Follow-up to #210: lock-free dynamic-var deref — a design fork (A: copy-on-write vs B: active-binding counter)

Picking up the deref-lock optimization you flagged as a follow-up in #210 ("your top-of-stack-cache / clear-`isDynamic`-on-empty suggestion is worth doing, but as a follow-up with numbers driving it"). I built one version, measured it, and found the decision forks two ways, and which way is right depends on let-go's real read/write ratio for dynamic vars, which you'll have a better feel for than I do.

## Cost

Since `isDynamic` is the declaration flag, it stays set for the var's whole life: `SetDynamic()` is called for every `^:dynamic` var at compile time (compiler.go:1700), and any push sets it too. So `ExecContext.deref` consults the per-context binding stack on *every* read of a dynamic var, taking `bindingStack.mu` even when the var has no active binding in this context. For `*out*`/`*ns*`/etc. that's a lock on a hot path.

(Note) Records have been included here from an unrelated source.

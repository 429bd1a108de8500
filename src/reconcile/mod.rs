//! Follow list reconciliation.
//!
//! # Architecture
//!
//! ```text
//! refresh(owner)
//!     │
//!     ├─ SessionRegistry::begin        (supersede older passes)
//!     ├─ ContactStorage::get_relationships   L = {pubkey -> is_public}
//!     ├─ FollowListSource::fetch_follow_list R (abort on failure)
//!     ├─ FollowDiff::compute           to_private / to_public / to_add / unchanged
//!     ├─ batched writes                demotions, promotions, placeholders
//!     ├─ ProfileEnricher::enrich       new and unsynced contacts
//!     └─ PrivacyPublisher::publish     when any visibility changed
//! ```
//!
//! A pass that finds no follow list at all does not demote anyone unless
//! [`ReconcileConfig::demote_on_missing_list`](crate::config::ReconcileConfig)
//! is set; an existing but empty follow list always does.

mod diff;
mod engine;
mod session;
mod summary;

pub use diff::FollowDiff;
pub use engine::ReconciliationEngine;
pub use session::{Session, SessionRegistry};
pub use summary::{PassStatus, RefreshSummary};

That also rules out a literal "clear-`isDynamic`-on-empty": clearing it would break the declaration semantic (a `^:dynamic` var with no current binding must still report dynamic and must still be checked, because it can be bound at any time). So the lever is the lookup, not the flag.

## Option A — copy-on-write binding map

Built and measured this. Hold the binding map behind an `atomic.Pointer`, immutable once published. Reads load it lock-free; writers (push/pop/setCurrent/installSnapshot) serialize on the retained mutex, copy the map, and atomic-swap. Per-context isolation is unchanged. Full suite + `-race` green.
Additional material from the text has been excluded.